I was the one holding me back! I was the one allowing what others said to affect my thinking and my thinking that determined how I feel. These feelings would fester into a ball of anxiety and stress that kept me sick and tired day in and day out. Until I realized that no one could pull me out of this darkness, I was stuck in my misery. Although, on the outside I was able to put on my best smile, best outfit, best makeup, and go pretend life was all peaches & cream. I went on this way for several years believing that as long as I'm not drinking I'm doing alright. But, I still had a God sized hole in my heart. Something was missing. All along, I thought it was man.
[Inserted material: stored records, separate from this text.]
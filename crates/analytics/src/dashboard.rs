//! Dashboard
//!
//! The four panels of the access dashboard: usage of underlying and direct
//! objects, and one drill-down for each. The two usage panels run together,
//! then the two drill-downs. Panels share no state and each keeps its own
//! result, so one failing panel leaves the others intact.

use egress_query::ObjectSet;
use serde_json::{Value, json};

use crate::error::Result;
use crate::panels::{AccessEngine, PanelOutput, Selection};

/// Namespaces to drill into; unset targets follow the usage panel
#[derive(Debug, Clone, Default, PartialEq, Eq)]
pub struct DrillTargets {
    /// Drill-down namespace for underlying objects
    pub underlying: Option<String>,
    /// Drill-down namespace for direct objects
    pub direct: Option<String>,
}

/// Evaluated dashboard
#[derive(Debug)]
pub struct Dashboard {
    /// Underlying usage per namespace
    pub underlying: Result<PanelOutput>,
    /// Direct usage per namespace
    pub direct: Result<PanelOutput>,
    /// Underlying usage per table, absent without a target
    pub underlying_drill: Option<Result<PanelOutput>>,
    /// Direct usage per table, absent without a target
    pub direct_drill: Option<Result<PanelOutput>>,
}

impl Dashboard {
    /// Evaluate all panels for a selection
    ///
    /// The selection's object set is ignored; each panel picks its own. An
    /// environment outside the allow-list fails the whole dashboard before
    /// any query runs.
    pub async fn load(engine: &AccessEngine, selection: &Selection, drill: DrillTargets) -> Result<Self> {
        engine.settings().check_environment(&selection.environment)?;

        let base = selection.clone().with_object_set(ObjectSet::Base);
        let direct = selection.clone().with_object_set(ObjectSet::Direct);

        let (underlying_usage, direct_usage) =
            tokio::join!(engine.usage(&base), engine.usage(&direct));

        let underlying_target = drill.underlying.or_else(|| first_category(&underlying_usage));
        let direct_target = drill.direct.or_else(|| first_category(&direct_usage));

        let (underlying_drill, direct_drill) = tokio::join!(
            async {
                match &underlying_target {
                    Some(ns) => Some(engine.drill_down(ns, &base).await),
                    None => None,
                }
            },
            async {
                match &direct_target {
                    Some(ns) => Some(engine.drill_down(ns, &direct).await),
                    None => None,
                }
            },
        );

        tracing::debug!(
            period = %selection.period,
            environment = %selection.environment,
            underlying_target = ?underlying_target,
            direct_target = ?direct_target,
            failed = [&underlying_usage, &direct_usage].iter().filter(|r| r.is_err()).count(),
            "dashboard loaded"
        );

        Ok(Self {
            underlying: underlying_usage,
            direct: direct_usage,
            underlying_drill,
            direct_drill,
        })
    }

    /// Panels in display order, keyed by slot name
    pub fn panels(&self) -> [(&'static str, Option<&Result<PanelOutput>>); 4] {
        [
            ("underlying", Some(&self.underlying)),
            ("direct", Some(&self.direct)),
            ("underlying_drill", self.underlying_drill.as_ref()),
            ("direct_drill", self.direct_drill.as_ref()),
        ]
    }

    /// JSON document with every panel's chart or error
    pub fn to_json(&self) -> Value {
        let mut doc = serde_json::Map::new();
        for (slot, panel) in self.panels() {
            let value = match panel {
                Some(Ok(output)) => json!({ "title": output.title, "chart": output.chart }),
                Some(Err(e)) => json!({ "error": e.to_string() }),
                None => Value::Null,
            };
            doc.insert(slot.to_string(), value);
        }
        Value::Object(doc)
    }
}

/// Default drill target: the first category of a usage panel
fn first_category(usage: &Result<PanelOutput>) -> Option<String> {
    usage
        .as_ref()
        .ok()
        .and_then(|output| output.pivot.categories.first().cloned())
}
Well, the stress & anxiety of pretending to live such a healthy life finally caught up to me in January of 2021 when I began have GI issues. By May I was unable to work. I realized this was stress and food related. My body had become toxic. I cleaned up my diet and reduced stress. Began meditating again, praying, & letting God hold me at night while I slept. I Cut out toxic people and activities that didn't feel right any longer. I start to get cramps in my tummy if I become stressed or anxious. It is a sure sign it's time to make a change of scene and head home. My new comfort zone. I used to hate the idea of being home alone. But, now I cherish it. With all this time being in bed or on the toilet, I have had time to sit and rest and heal with God. I have surrendered to His voice and His only to guide me through the next steps in life. Just for today I ask, Lord what do you want me to do? I quiet my mind and listen... the first thought, the second and third... I ask again, Lord which is it you want me to do? Then I do it. On days I feel good I want to take the reins and go "make money" but he tells me to make oil, work on my website. Its tough not to stress about the lack of money due to my illness; especially since I have been such a hard worker since the age of 14 when I started washing dishes in a restaurant. I was never afraid to work. I was very social and working with others was always a pleasure.
So, all in all I had to take this "down time" to get closer to God and define my true calling. The only way to slow me down was to make me ill. I guess thats what it took to get to where I am today. I never feel alone. I am surrounded by Angels and Gods Holy Spirit at all times. I'm not afraid of any demon. They are nothing compared to the Power of God. That same Power He gave to Us. That power, I have been utilizing to protect myself and my family from all the chaos in the world, and to change my thinking and very harmful negative self talk I was consumed with. I had to wake up to the darkness. I had to see the dark to really know and understand the light. We all have have light and dark sides. Don't judge yourself for your shortcomings. God made us weak so we can get strength from Him- not the energy drinks and Big Macs. (Dang it!) Slow down, breathe, listen to your mind, your body & your soul. What is it asking for? What is it needing? Are you drawn to certain scents? Colors? People? Honor your whole self. Every single day!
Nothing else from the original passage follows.